#### [HOW TO COMPLETE THIS TASK]
Compute how many lines in the entries below include the string "NonFinitePosition". Only the number is wanted.
[Opening DATA EXTRACTS section]
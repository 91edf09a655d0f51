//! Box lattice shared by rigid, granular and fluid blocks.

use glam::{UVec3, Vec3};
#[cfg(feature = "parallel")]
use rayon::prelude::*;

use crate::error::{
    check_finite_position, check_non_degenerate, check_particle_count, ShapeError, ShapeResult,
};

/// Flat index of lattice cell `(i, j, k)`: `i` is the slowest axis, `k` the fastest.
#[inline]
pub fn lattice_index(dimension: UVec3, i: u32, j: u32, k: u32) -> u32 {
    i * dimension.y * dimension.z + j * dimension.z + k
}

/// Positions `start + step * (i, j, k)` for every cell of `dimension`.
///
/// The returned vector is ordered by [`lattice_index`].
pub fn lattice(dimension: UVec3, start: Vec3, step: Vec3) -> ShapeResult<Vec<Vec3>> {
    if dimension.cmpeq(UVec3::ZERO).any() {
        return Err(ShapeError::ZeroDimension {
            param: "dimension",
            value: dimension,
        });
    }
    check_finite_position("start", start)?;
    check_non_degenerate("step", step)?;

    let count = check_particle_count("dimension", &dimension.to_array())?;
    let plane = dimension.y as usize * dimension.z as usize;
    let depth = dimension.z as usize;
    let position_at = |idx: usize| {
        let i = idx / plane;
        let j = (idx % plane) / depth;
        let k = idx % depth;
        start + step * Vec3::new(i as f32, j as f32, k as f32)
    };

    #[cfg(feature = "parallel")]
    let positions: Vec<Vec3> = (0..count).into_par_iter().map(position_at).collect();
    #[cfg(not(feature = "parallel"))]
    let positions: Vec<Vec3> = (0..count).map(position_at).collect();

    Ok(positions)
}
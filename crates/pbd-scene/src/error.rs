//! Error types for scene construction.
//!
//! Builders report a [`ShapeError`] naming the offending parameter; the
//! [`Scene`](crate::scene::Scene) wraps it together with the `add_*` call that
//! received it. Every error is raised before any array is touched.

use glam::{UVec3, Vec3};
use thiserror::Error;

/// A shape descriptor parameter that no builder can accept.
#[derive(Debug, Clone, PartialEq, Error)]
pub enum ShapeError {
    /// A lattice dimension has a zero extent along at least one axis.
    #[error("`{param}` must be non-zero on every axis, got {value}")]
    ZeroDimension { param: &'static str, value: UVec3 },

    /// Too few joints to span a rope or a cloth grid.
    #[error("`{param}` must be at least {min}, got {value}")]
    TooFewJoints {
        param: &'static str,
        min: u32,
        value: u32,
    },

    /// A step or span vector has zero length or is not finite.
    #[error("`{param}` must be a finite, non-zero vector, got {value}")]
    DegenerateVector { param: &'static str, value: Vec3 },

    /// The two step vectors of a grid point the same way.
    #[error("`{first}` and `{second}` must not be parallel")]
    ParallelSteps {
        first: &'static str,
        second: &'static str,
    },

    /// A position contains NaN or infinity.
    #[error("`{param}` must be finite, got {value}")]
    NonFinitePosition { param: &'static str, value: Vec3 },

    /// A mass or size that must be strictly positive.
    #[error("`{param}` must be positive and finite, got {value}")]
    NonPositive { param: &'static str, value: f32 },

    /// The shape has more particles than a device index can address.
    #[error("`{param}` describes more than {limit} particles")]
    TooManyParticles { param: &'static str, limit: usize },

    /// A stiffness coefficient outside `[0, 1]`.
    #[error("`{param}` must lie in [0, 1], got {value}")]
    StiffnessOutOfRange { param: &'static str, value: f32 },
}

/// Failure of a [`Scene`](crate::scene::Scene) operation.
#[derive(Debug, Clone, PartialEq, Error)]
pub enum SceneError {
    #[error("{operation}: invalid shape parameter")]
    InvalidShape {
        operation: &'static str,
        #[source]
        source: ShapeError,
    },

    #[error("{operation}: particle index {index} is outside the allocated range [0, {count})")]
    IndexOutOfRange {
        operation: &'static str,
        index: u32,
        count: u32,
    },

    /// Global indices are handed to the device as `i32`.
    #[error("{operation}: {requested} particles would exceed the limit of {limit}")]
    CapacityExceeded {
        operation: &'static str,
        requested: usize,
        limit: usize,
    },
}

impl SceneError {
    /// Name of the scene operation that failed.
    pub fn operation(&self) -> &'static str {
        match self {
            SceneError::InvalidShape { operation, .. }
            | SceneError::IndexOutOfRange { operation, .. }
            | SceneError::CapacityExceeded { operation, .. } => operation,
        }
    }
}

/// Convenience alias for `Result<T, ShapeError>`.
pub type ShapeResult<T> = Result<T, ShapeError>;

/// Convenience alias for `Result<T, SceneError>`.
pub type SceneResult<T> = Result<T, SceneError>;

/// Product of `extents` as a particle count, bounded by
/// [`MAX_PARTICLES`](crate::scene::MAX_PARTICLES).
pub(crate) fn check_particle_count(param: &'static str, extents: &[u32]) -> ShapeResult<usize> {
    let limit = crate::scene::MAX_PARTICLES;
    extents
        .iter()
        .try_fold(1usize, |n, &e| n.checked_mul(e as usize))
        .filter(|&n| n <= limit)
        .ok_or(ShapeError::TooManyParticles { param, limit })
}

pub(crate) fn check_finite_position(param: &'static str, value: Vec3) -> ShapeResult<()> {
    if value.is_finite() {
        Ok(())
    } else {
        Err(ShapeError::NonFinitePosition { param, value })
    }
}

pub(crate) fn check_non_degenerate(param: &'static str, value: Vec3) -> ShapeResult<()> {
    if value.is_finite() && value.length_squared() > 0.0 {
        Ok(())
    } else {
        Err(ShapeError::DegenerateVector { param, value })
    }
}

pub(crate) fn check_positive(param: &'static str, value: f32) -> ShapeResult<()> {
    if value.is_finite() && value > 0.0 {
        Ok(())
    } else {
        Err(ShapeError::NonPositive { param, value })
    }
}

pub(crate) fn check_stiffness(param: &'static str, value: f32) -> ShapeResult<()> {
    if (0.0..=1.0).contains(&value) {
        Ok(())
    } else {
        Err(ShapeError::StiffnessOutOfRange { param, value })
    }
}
[Closing DATA EXTRACTS section]
#### [ANSWER TO THIS EXERCISE]
2